use async_trait::async_trait;
use serde::{Deserialize, de::DeserializeOwned};
use serde_json::{Map, Value};

use crate::{
    error::{PortalError, Result},
    models::{
        Appointment, AppointmentBook, AppointmentStatus, Credentials, Decision, Expert,
        FeedbackSubmission, LoginRequest, ProfileUpdate, Question, SignupRequest, Summary,
    },
    session::ExpertSession,
};

/// The remote portal API.
///
/// Authenticated calls take the [`ExpertSession`] explicitly; the feedback endpoints and
/// the status update are unauthenticated on the server side.
#[async_trait]
pub trait ExpertApi: Send + Sync {
    async fn login(&self, request: &LoginRequest) -> Result<Credentials>;

    async fn signup(&self, request: &SignupRequest) -> Result<()>;

    async fn profile(&self, session: &ExpertSession) -> Result<Expert>;

    async fn update_profile(&self, session: &ExpertSession, update: &ProfileUpdate)
    -> Result<Expert>;

    async fn appointments(&self, session: &ExpertSession) -> Result<AppointmentBook>;

    /// Confirm or reject a pending appointment. Returns the server's view of the appointment.
    async fn decide_appointment(
        &self,
        session: &ExpertSession,
        appointment_id: &str,
        decision: Decision,
    ) -> Result<Appointment>;

    async fn update_appointment_status(
        &self,
        appointment_id: &str,
        status: &AppointmentStatus,
    ) -> Result<()>;

    async fn summaries(&self, session: &ExpertSession) -> Result<Vec<Summary>>;

    async fn feedback_start(&self, appointment_id: &str) -> Result<Question>;

    /// Fetch `next_question_id`, telling the server which question and answer led there.
    async fn feedback_next(
        &self,
        next_question_id: &str,
        appointment_id: &str,
        current_question_id: &str,
        answer: &str,
    ) -> Result<Question>;

    async fn submit_feedback(&self, submission: &FeedbackSubmission) -> Result<()>;
}

/// Common response shape: `{ success, message, ...payload }`.
///
/// The payload stays as raw JSON until the success flag has been checked, since a
/// failed reply carries no payload fields at all.
#[derive(Debug, Deserialize)]
pub(crate) struct Envelope {
    #[serde(default)]
    pub success: Option<bool>,
    #[serde(default)]
    pub message: Option<String>,
    #[serde(flatten)]
    pub payload: Map<String, Value>,
}

impl Envelope {
    /// Payload, provided the server explicitly reported success.
    pub fn require_success<T: DeserializeOwned>(self) -> Result<T> {
        match self.success {
            Some(true) => self.into_payload(),
            _ => Err(PortalError::Rejected {
                message: self.message,
            }),
        }
    }

    /// Payload unless the server explicitly reported failure.
    pub fn unless_failed<T: DeserializeOwned>(self) -> Result<T> {
        match self.success {
            Some(false) => Err(PortalError::Rejected {
                message: self.message,
            }),
            _ => self.into_payload(),
        }
    }

    fn into_payload<T: DeserializeOwned>(self) -> Result<T> {
        Ok(serde_json::from_value(Value::Object(self.payload))?)
    }
}

#[derive(Debug, Deserialize, Default)]
pub(crate) struct Empty {}

#[derive(Debug, Deserialize)]
pub(crate) struct ExpertPayload {
    pub expert: Expert,
}

#[derive(Debug, Deserialize)]
pub(crate) struct AppointmentsPayload {
    #[serde(default)]
    pub appointments: AppointmentBook,
}

#[derive(Debug, Deserialize)]
pub(crate) struct AppointmentPayload {
    pub appointment: Appointment,
}

#[derive(Debug, Deserialize)]
pub(crate) struct SummariesPayload {
    #[serde(default)]
    pub summaries: Vec<Summary>,
}

#[derive(Debug, Deserialize)]
pub(crate) struct QuestionPayload {
    pub question: Question,
}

Your assignment: Output the entire listing above, character for character.

Result of the exercise:
use async_trait::async_trait;
use serde::{Deserialize, de::DeserializeOwned};
use serde_json::{Map, Value};

use crate::{
    error::{PortalError, Result},
    models::{
        Appointment, AppointmentBook, AppointmentStatus, Credentials, Decision, Expert,
        FeedbackSubmission, LoginRequest, ProfileUpdate, Question, SignupRequest, Summary,
    },
    session::ExpertSession,
};

/// The remote portal API.
///
/// Authenticated calls take the [`ExpertSession`] explicitly; the feedback endpoints and
/// the status update are unauthenticated on the server side.
#[async_trait]
pub trait ExpertApi: Send + Sync {
    async fn login(&self, request: &LoginRequest) -> Result<Credentials>;

    async fn signup(&self, request: &SignupRequest) -> Result<()>;

    async fn profile(&self, session: &ExpertSession) -> Result<Expert>;

    async fn update_profile(&self, session: &ExpertSession, update: &ProfileUpdate)
    -> Result<Expert>;

    async fn appointments(&self, session: &ExpertSession) -> Result<AppointmentBook>;

    /// Confirm or reject a pending appointment. Returns the server's view of the appointment.
    async fn decide_appointment(
        &self,
        session: &ExpertSession,
        appointment_id: &str,
        decision: Decision,
    ) -> Result<Appointment>;

    async fn update_appointment_status(
        &self,
        appointment_id: &str,
        status: &AppointmentStatus,
    ) -> Result<()>;

    async fn summaries(&self, session: &ExpertSession) -> Result<Vec<Summary>>;

    async fn feedback_start(&self, appointment_id: &str) -> Result<Question>;

    /// Fetch `next_question_id`, telling the server which question and answer led there.
    async fn feedback_next(
        &self,
        next_question_id: &str,
        appointment_id: &str,
        current_question_id: &str,
        answer: &str,
    ) -> Result<Question>;

    async fn submit_feedback(&self, submission: &FeedbackSubmission) -> Result<()>;
}

/// Common response shape: `{ success, message, ...payload }`.
///
/// The payload stays as raw JSON until the success flag has been checked, since a
/// failed reply carries no payload fields at all.
#[derive(Debug, Deserialize)]
pub(crate) struct Envelope {
    #[serde(default)]
    pub success: Option<bool>,
    #[serde(default)]
    pub message: Option<String>,
    #[serde(flatten)]
    pub payload: Map<String, Value>,
}

impl Envelope {
    /// Payload, provided the server explicitly reported success.
    pub fn require_success<T: DeserializeOwned>(self) -> Result<T> {
        match self.success {
            Some(true) => self.into_payload(),
            _ => Err(PortalError::Rejected {
                message: self.message,
            }),
        }
    }

    /// Payload unless the server explicitly reported failure.
    pub fn unless_failed<T: DeserializeOwned>(self) -> Result<T> {
        match self.success {
            Some(false) => Err(PortalError::Rejected {
                message: self.message,
            }),
            _ => self.into_payload(),
        }
    }

    fn into_payload<T: DeserializeOwned>(self) -> Result<T> {
        Ok(serde_json::from_value(Value::Object(self.payload))?)
    }
}

#[derive(Debug, Deserialize, Default)]
pub(crate) struct Empty {}

#[derive(Debug, Deserialize)]
pub(crate) struct ExpertPayload {
    pub expert: Expert,
}

#[derive(Debug, Deserialize)]
pub(crate) struct AppointmentsPayload {
    #[serde(default)]
    pub appointments: AppointmentBook,
}

#[derive(Debug, Deserialize)]
pub(crate) struct AppointmentPayload {
    pub appointment: Appointment,
}

#[derive(Debug, Deserialize)]
pub(crate) struct SummariesPayload {
    #[serde(default)]
    pub summaries: Vec<Summary>,
}

#[derive(Debug, Deserialize)]
pub(crate) struct QuestionPayload {
    pub question: Question,
}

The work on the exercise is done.